● **Work instruction**
Pick out all lines of the entries that include the word "resolution" and copy them.
[Data shown Boundary: Start]
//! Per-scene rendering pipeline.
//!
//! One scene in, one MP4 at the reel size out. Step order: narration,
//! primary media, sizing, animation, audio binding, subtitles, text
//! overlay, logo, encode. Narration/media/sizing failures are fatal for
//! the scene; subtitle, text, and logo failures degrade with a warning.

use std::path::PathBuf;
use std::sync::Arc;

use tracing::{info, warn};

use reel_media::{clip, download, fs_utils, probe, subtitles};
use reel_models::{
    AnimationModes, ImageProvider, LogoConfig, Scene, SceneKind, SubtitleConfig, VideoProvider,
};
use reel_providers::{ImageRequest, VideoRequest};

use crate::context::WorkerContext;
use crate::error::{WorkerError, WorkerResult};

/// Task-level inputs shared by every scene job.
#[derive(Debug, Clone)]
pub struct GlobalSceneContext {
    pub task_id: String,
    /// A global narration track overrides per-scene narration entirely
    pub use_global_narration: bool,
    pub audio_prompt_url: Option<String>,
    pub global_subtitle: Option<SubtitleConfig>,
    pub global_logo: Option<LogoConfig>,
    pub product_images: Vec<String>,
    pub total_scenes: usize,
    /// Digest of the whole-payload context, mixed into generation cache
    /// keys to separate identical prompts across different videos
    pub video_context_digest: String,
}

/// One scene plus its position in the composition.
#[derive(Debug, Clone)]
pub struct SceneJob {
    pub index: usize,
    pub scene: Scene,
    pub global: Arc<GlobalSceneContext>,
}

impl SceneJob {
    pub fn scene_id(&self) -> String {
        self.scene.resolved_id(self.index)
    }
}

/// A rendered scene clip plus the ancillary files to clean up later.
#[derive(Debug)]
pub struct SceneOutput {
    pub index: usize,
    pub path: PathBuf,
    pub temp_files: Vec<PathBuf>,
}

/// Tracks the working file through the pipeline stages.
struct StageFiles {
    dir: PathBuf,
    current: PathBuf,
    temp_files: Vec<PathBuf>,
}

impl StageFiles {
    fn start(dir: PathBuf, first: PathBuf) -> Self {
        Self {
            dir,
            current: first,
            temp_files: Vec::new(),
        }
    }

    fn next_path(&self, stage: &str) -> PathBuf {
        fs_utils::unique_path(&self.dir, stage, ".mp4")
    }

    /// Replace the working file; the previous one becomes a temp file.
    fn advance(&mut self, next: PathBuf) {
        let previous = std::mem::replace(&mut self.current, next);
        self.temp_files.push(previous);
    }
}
[Data shown Boundary: End]
[Data shown Boundary: Start]
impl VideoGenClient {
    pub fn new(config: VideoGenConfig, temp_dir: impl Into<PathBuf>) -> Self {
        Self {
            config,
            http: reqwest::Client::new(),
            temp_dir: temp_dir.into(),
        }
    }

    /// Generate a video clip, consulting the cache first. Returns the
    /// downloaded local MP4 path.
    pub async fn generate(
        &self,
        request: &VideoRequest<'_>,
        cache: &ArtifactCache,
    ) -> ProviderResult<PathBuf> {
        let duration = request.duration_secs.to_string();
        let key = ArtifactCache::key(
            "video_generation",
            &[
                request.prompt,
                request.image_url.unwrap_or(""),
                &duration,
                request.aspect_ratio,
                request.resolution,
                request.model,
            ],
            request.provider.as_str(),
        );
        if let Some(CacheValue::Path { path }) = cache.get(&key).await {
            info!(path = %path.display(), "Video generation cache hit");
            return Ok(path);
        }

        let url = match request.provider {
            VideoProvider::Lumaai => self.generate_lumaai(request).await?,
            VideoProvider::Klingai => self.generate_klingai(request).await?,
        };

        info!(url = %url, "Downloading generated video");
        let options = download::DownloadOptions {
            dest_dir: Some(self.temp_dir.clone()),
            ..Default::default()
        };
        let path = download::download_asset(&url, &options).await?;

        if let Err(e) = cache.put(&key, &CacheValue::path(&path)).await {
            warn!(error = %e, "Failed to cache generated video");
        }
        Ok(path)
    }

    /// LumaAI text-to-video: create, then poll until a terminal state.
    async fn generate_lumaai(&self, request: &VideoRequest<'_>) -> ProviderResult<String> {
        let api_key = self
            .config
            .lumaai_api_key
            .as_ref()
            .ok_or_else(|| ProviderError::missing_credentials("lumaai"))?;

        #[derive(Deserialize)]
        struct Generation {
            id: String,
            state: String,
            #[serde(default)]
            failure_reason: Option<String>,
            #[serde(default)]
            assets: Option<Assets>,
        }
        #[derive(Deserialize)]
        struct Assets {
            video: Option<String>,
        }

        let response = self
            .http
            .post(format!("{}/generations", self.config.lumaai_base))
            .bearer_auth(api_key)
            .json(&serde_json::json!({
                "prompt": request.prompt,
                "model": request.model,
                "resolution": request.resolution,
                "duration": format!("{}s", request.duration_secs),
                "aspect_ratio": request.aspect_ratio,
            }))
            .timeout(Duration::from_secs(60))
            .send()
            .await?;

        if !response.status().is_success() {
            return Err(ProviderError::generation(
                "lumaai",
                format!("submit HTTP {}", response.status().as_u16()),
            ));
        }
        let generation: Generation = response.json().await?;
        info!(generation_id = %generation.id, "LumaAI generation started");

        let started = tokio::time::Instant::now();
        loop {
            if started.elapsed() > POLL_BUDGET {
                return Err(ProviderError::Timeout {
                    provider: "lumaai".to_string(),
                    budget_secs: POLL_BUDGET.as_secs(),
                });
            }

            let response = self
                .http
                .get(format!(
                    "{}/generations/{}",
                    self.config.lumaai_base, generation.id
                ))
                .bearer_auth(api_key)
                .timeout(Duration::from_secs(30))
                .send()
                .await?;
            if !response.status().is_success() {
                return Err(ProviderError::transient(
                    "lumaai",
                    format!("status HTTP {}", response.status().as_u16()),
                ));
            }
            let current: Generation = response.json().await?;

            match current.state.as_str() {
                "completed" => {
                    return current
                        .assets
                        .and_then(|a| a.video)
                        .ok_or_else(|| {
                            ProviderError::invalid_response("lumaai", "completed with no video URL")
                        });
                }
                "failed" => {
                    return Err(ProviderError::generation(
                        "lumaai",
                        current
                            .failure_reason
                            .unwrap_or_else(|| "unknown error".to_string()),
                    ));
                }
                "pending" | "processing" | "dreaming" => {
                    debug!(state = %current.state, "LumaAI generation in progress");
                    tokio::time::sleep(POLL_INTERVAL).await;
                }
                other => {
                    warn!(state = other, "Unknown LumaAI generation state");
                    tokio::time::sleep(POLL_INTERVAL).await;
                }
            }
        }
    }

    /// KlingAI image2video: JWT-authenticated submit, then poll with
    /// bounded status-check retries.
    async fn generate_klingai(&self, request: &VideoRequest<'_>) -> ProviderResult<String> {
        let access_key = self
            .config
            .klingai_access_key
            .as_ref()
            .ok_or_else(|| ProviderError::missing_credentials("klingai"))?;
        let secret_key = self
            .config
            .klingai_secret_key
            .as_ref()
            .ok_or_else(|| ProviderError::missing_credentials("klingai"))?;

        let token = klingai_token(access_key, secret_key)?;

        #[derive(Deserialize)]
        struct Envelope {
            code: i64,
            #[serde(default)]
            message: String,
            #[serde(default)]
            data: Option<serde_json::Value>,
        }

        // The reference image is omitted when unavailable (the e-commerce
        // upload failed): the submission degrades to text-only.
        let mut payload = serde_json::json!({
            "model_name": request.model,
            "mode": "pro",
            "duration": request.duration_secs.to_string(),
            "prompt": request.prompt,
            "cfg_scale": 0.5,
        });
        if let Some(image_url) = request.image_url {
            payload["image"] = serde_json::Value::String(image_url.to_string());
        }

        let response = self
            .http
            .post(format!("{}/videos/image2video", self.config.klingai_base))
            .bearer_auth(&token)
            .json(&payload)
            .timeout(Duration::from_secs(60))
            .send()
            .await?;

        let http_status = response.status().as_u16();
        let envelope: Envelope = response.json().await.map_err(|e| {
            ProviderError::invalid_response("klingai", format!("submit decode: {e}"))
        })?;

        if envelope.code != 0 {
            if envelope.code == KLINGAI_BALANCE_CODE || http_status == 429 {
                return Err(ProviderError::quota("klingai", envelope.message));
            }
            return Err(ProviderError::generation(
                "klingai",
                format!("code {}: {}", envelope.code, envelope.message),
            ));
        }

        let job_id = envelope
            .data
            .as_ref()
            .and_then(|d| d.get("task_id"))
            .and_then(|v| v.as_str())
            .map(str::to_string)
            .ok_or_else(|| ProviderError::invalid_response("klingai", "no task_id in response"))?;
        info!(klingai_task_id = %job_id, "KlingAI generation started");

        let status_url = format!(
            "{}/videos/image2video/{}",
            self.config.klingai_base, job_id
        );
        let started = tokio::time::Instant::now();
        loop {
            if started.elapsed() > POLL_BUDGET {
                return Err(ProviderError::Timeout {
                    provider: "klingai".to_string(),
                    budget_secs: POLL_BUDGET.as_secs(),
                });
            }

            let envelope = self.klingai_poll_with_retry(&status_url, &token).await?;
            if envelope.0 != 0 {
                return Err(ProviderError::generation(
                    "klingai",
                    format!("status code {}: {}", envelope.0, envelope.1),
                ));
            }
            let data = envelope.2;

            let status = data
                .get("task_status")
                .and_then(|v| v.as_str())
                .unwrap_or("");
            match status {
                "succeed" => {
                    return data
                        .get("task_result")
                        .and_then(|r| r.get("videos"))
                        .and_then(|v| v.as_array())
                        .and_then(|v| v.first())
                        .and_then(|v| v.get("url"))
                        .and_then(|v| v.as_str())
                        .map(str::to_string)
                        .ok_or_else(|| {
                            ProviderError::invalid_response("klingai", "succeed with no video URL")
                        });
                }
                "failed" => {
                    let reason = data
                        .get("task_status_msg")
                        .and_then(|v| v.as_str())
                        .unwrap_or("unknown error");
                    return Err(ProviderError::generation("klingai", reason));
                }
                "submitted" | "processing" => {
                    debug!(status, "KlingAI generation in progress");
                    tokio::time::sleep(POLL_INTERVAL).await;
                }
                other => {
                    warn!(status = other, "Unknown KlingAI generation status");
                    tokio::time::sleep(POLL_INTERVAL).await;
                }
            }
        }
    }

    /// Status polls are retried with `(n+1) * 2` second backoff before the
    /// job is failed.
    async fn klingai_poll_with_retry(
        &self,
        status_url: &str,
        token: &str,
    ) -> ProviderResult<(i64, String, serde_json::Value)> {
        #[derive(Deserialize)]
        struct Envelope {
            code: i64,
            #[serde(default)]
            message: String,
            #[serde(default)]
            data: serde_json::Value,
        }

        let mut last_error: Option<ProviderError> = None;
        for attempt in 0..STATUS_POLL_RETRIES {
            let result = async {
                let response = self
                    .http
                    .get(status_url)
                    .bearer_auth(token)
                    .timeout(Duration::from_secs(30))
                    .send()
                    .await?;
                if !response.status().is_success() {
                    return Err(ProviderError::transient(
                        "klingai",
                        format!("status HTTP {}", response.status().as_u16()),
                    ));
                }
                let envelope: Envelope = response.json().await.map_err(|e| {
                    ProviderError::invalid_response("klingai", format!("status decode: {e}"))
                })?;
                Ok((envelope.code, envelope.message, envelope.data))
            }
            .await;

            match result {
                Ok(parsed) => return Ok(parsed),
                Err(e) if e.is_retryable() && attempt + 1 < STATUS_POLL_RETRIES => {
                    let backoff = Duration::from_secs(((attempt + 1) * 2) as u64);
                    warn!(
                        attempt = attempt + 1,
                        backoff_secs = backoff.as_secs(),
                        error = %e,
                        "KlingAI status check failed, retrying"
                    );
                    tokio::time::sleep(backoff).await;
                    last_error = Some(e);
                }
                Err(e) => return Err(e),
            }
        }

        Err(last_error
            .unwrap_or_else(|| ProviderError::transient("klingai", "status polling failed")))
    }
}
[Data shown Boundary: End]
● **Final answer**
                request.resolution,
                "resolution": request.resolution,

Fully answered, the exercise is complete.